//! Usage aggregation query: text rendering and result decoding
//!
//! The query joins gateway request logs to usage-detail logs on correlation id,
//! keeps only the first part of multi-part usage records and successful
//! requests, and groups by (product, model).

use crate::clients::QueryTable;
use crate::error::StageFailure;
use crate::types::{AggregationRow, BoundedSet, MAX_SET_SIZE};
use chrono::{DateTime, Duration, Utc};
use serde_json::Value;
use std::collections::HashSet;

pub const COL_PRODUCT_ID: &str = "ProductId";
pub const COL_MODEL_NAME: &str = "ModelName";
pub const COL_PROMPT_TOKENS: &str = "PromptTokens";
pub const COL_COMPLETION_TOKENS: &str = "CompletionTokens";
pub const COL_TOTAL_TOKENS: &str = "TotalTokens";
pub const COL_CALL_COUNT: &str = "CallCount";
pub const COL_FIRST_SEEN: &str = "FirstSeen";
pub const COL_LAST_SEEN: &str = "LastSeen";
pub const COL_REGIONS: &str = "Regions";
pub const COL_CALLER_IPS: &str = "CallerIpAddresses";
pub const COL_CACHES: &str = "Caches";
pub const COL_BACKEND_IDS: &str = "BackendIds";

/// Result columns in output order
pub const RESULT_COLUMNS: [&str; 12] = [
    COL_PRODUCT_ID,
    COL_MODEL_NAME,
    COL_PROMPT_TOKENS,
    COL_COMPLETION_TOKENS,
    COL_TOTAL_TOKENS,
    COL_CALL_COUNT,
    COL_FIRST_SEEN,
    COL_LAST_SEEN,
    COL_REGIONS,
    COL_CALLER_IPS,
    COL_CACHES,
    COL_BACKEND_IDS,
];

const SCHEMA_MISMATCH: &str = "SchemaMismatch";

/// Default usage aggregation query definition
#[derive(Debug, Clone, PartialEq, Eq)]
pub struct UsageQuery {
    pub request_table: String,
    pub usage_table: String,
    pub lookback: Duration,
}

impl UsageQuery {
    pub fn new(lookback: Duration) -> Self {
        Self {
            request_table: "ApiManagementGatewayLogs".to_string(),
            usage_table: "ApiManagementGatewayLlmLog".to_string(),
            lookback,
        }
    }

    /// Render the query text
    pub fn render(&self) -> String {
        let hours = self.lookback.num_hours().max(1);
        format!(
            "{requests}\n\
             | where TimeGenerated > ago({hours}h)\n\
             | where IsRequestSuccess == true\n\
             | join kind=inner (\n    {usage}\n    | where SequenceNumber == 0\n) on CorrelationId\n\
             | summarize\n    \
             {prompt} = sum(PromptTokens),\n    \
             {completion} = sum(CompletionTokens),\n    \
             {total} = sum(TotalTokens),\n    \
             {calls} = count(),\n    \
             {first} = min(TimeGenerated),\n    \
             {last} = max(TimeGenerated),\n    \
             {regions} = make_set(Region, {cap}),\n    \
             {ips} = make_set(CallerIpAddress, {cap}),\n    \
             {caches} = make_set(Cache, {cap}),\n    \
             {backends} = make_set(BackendId, {cap})\n    \
             by {product}, {model}\n\
             | order by {total} desc",
            requests = self.request_table,
            usage = self.usage_table,
            hours = hours,
            cap = MAX_SET_SIZE,
            prompt = COL_PROMPT_TOKENS,
            completion = COL_COMPLETION_TOKENS,
            total = COL_TOTAL_TOKENS,
            calls = COL_CALL_COUNT,
            first = COL_FIRST_SEEN,
            last = COL_LAST_SEEN,
            regions = COL_REGIONS,
            ips = COL_CALLER_IPS,
            caches = COL_CACHES,
            backends = COL_BACKEND_IDS,
            product = COL_PRODUCT_ID,
            model = COL_MODEL_NAME,
        )
    }
}

/// Decode a result table into rows, ordered by total tokens descending
///
/// Rows with equal totals keep the order the store returned them in.
pub fn decode_rows(table: &QueryTable) -> Result<Vec<AggregationRow>, StageFailure> {
    let mut indices = [0usize; 12];
    for (slot, name) in indices.iter_mut().zip(RESULT_COLUMNS) {
        *slot = table.column_index(name).ok_or_else(|| {
            StageFailure::failed(SCHEMA_MISMATCH, format!("Result is missing column '{}'", name))
        })?;
    }
    let [product, model, prompt, completion, total, calls, first, last, regions, ips, caches, backends] =
        indices;

    let mut seen = HashSet::new();
    let mut rows = Vec::with_capacity(table.rows.len());

    for (line, values) in table.rows.iter().enumerate() {
        let cells = RowCells { values, line };
        let row = AggregationRow {
            product_id: cells.string(product, COL_PRODUCT_ID)?,
            model_name: cells.string(model, COL_MODEL_NAME)?,
            prompt_tokens: cells.count(prompt, COL_PROMPT_TOKENS)?,
            completion_tokens: cells.count(completion, COL_COMPLETION_TOKENS)?,
            total_tokens: cells.count(total, COL_TOTAL_TOKENS)?,
            call_count: cells.count(calls, COL_CALL_COUNT)?,
            first_seen: cells.timestamp(first, COL_FIRST_SEEN)?,
            last_seen: cells.timestamp(last, COL_LAST_SEEN)?,
            regions: cells.set(regions, COL_REGIONS)?,
            caller_ips: cells.set(ips, COL_CALLER_IPS)?,
            caches: cells.set(caches, COL_CACHES)?,
            backend_ids: cells.set(backends, COL_BACKEND_IDS)?,
        };

        if !seen.insert((row.product_id.clone(), row.model_name.clone())) {
            return Err(StageFailure::failed(
                "DuplicateGroup",
                format!(
                    "Group ({}, {}) appears more than once",
                    row.product_id, row.model_name
                ),
            ));
        }
        rows.push(row);
    }

    // Vec::sort_by is stable
    rows.sort_by(|a, b| b.total_tokens.cmp(&a.total_tokens));
    Ok(rows)
}

/// Typed access to the cells of one result row
struct RowCells<'a> {
    values: &'a [Value],
    line: usize,
}

impl<'a> RowCells<'a> {
    fn cell(&self, index: usize, column: &str) -> Result<&'a Value, StageFailure> {
        self.values.get(index).ok_or_else(|| {
            StageFailure::failed(
                SCHEMA_MISMATCH,
                format!("Row {} has no value for column '{}'", self.line, column),
            )
        })
    }

    fn mismatch(&self, column: &str, expected: &str, value: &Value) -> StageFailure {
        StageFailure::failed(
            SCHEMA_MISMATCH,
            format!(
                "Row {} column '{}': expected {}, got {}",
                self.line, column, expected, value
            ),
        )
    }

    fn string(&self, index: usize, column: &str) -> Result<String, StageFailure> {
        Ok(as_string(self.cell(index, column)?))
    }

    fn count(&self, index: usize, column: &str) -> Result<u64, StageFailure> {
        let value = self.cell(index, column)?;
        let parsed = match value {
            Value::Null => Some(0),
            Value::Number(n) => n.as_u64().or_else(|| {
                n.as_f64()
                    .filter(|f| *f >= 0.0 && f.fract() == 0.0)
                    .map(|f| f as u64)
            }),
            Value::String(s) => s.parse::<u64>().ok(),
            _ => None,
        };
        parsed.ok_or_else(|| self.mismatch(column, "a non-negative integer", value))
    }

    fn timestamp(&self, index: usize, column: &str) -> Result<DateTime<Utc>, StageFailure> {
        let value = self.cell(index, column)?;
        value
            .as_str()
            .and_then(|s| DateTime::parse_from_rfc3339(s).ok())
            .map(|dt| dt.with_timezone(&Utc))
            .ok_or_else(|| self.mismatch(column, "an RFC 3339 timestamp", value))
    }

    /// Multi-value columns arrive either as JSON arrays or as JSON-encoded strings
    fn set(&self, index: usize, column: &str) -> Result<BoundedSet, StageFailure> {
        let value = self.cell(index, column)?;
        match value {
            Value::Null => Ok(BoundedSet::new()),
            Value::Array(items) => Ok(items.iter().map(as_string).collect()),
            Value::String(s) if s.trim().is_empty() => Ok(BoundedSet::new()),
            Value::String(s) => serde_json::from_str::<Vec<Value>>(s)
                .map(|items| items.iter().map(as_string).collect())
                .map_err(|_| self.mismatch(column, "an array", value)),
            _ => Err(self.mismatch(column, "an array", value)),
        }
    }
}

fn as_string(value: &Value) -> String {
    match value {
        Value::String(s) => s.clone(),
        Value::Null => String::new(),
        other => other.to_string(),
    }
}

#[cfg(test)]
mod tests {
    use super::*;
    use crate::clients::QueryColumn;
    use serde_json::json;

    fn table(rows: Vec<Vec<Value>>) -> QueryTable {
        QueryTable {
            name: "PrimaryResult".to_string(),
            columns: RESULT_COLUMNS
                .iter()
                .map(|name| QueryColumn::new(*name, "string"))
                .collect(),
            rows,
        }
    }

    fn row(product: &str, model: &str, total: u64) -> Vec<Value> {
        vec![
            json!(product),
            json!(model),
            json!(total / 2),
            json!(total - total / 2),
            json!(total),
            json!(3),
            json!("2024-03-01T08:00:00Z"),
            json!("2024-03-01T20:30:00Z"),
            json!(["eastus", "westus"]),
            json!("[\"10.0.0.1\"]"),
            json!(["HIT", "MISS"]),
            Value::Null,
        ]
    }

    #[test]
    fn test_render_contains_join_and_filters() {
        let text = UsageQuery::new(Duration::hours(24)).render();
        assert!(text.contains("ago(24h)"));
        assert!(text.contains("join kind=inner"));
        assert!(text.contains("SequenceNumber == 0"));
        assert!(text.contains("IsRequestSuccess == true"));
        assert!(text.contains("make_set(Region, 8)"));
        assert!(text.contains("by ProductId, ModelName"));
        assert!(text.contains("order by TotalTokens desc"));
    }

    #[test]
    fn test_decode_orders_by_total_tokens_desc() {
        let rows = decode_rows(&table(vec![
            row("P1", "gpt-x", 500),
            row("P2", "gpt-y", 1200),
            row("P3", "gpt-x", 500),
        ]))
        .unwrap();

        let keys: Vec<_> = rows.iter().map(|r| r.product_id.as_str()).collect();
        assert_eq!(keys, vec!["P2", "P1", "P3"]);
    }

    #[test]
    fn test_decode_multi_value_columns() {
        let rows = decode_rows(&table(vec![row("P1", "gpt-x", 10)])).unwrap();
        let first = &rows[0];

        assert_eq!(first.regions.iter().collect::<Vec<_>>(), vec!["eastus", "westus"]);
        assert_eq!(first.caller_ips.iter().collect::<Vec<_>>(), vec!["10.0.0.1"]);
        assert!(first.backend_ids.is_empty());
        assert_eq!(first.call_count, 3);
        assert_eq!(first.prompt_tokens + first.completion_tokens, 10);
    }

    #[test]
    fn test_decode_caps_oversized_sets() {
        let mut values = row("P1", "gpt-x", 10);
        values[8] = json!((0..15).map(|i| format!("region-{}", i)).collect::<Vec<_>>());

        let rows = decode_rows(&table(vec![values])).unwrap();
        assert_eq!(rows[0].regions.len(), MAX_SET_SIZE);
    }

    #[test]
    fn test_decode_tolerates_column_order() {
        let mut t = table(vec![]);
        t.columns.reverse();
        let mut values = row("P1", "gpt-x", 42);
        values.reverse();
        t.rows.push(values);

        let rows = decode_rows(&t).unwrap();
        assert_eq!(rows[0].total_tokens, 42);
        assert_eq!(rows[0].model_name, "gpt-x");
    }

    #[test]
    fn test_decode_missing_column() {
        let mut t = table(vec![]);
        t.columns.retain(|c| c.name != COL_CALL_COUNT);

        let err = decode_rows(&t).unwrap_err();
        assert_eq!(err.code, "SchemaMismatch");
        assert!(err.message.contains("CallCount"));
    }

    #[test]
    fn test_decode_rejects_duplicate_groups() {
        let err = decode_rows(&table(vec![row("P1", "gpt-x", 1), row("P1", "gpt-x", 2)]))
            .unwrap_err();
        assert_eq!(err.code, "DuplicateGroup");
    }

    #[test]
    fn test_decode_rejects_bad_timestamp() {
        let mut values = row("P1", "gpt-x", 10);
        values[6] = json!("yesterday");

        let err = decode_rows(&table(vec![values])).unwrap_err();
        assert_eq!(err.code, "SchemaMismatch");
    }

    #[test]
    fn test_decode_numeric_strings_and_floats() {
        let mut values = row("P1", "gpt-x", 10);
        values[2] = json!("4");
        values[3] = json!(6.0);

        let rows = decode_rows(&table(vec![values])).unwrap();
        assert_eq!(rows[0].prompt_tokens, 4);
        assert_eq!(rows[0].completion_tokens, 6);
    }
}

┄┄┄┄┄┄┄┄┄┄

» **Exercise requirements**
Filter the listing down to the lines holding the word "IsRequestSuccess", and return those.

» **Task solution**
             | where IsRequestSuccess == true\n\
        assert!(text.contains("IsRequestSuccess == true"));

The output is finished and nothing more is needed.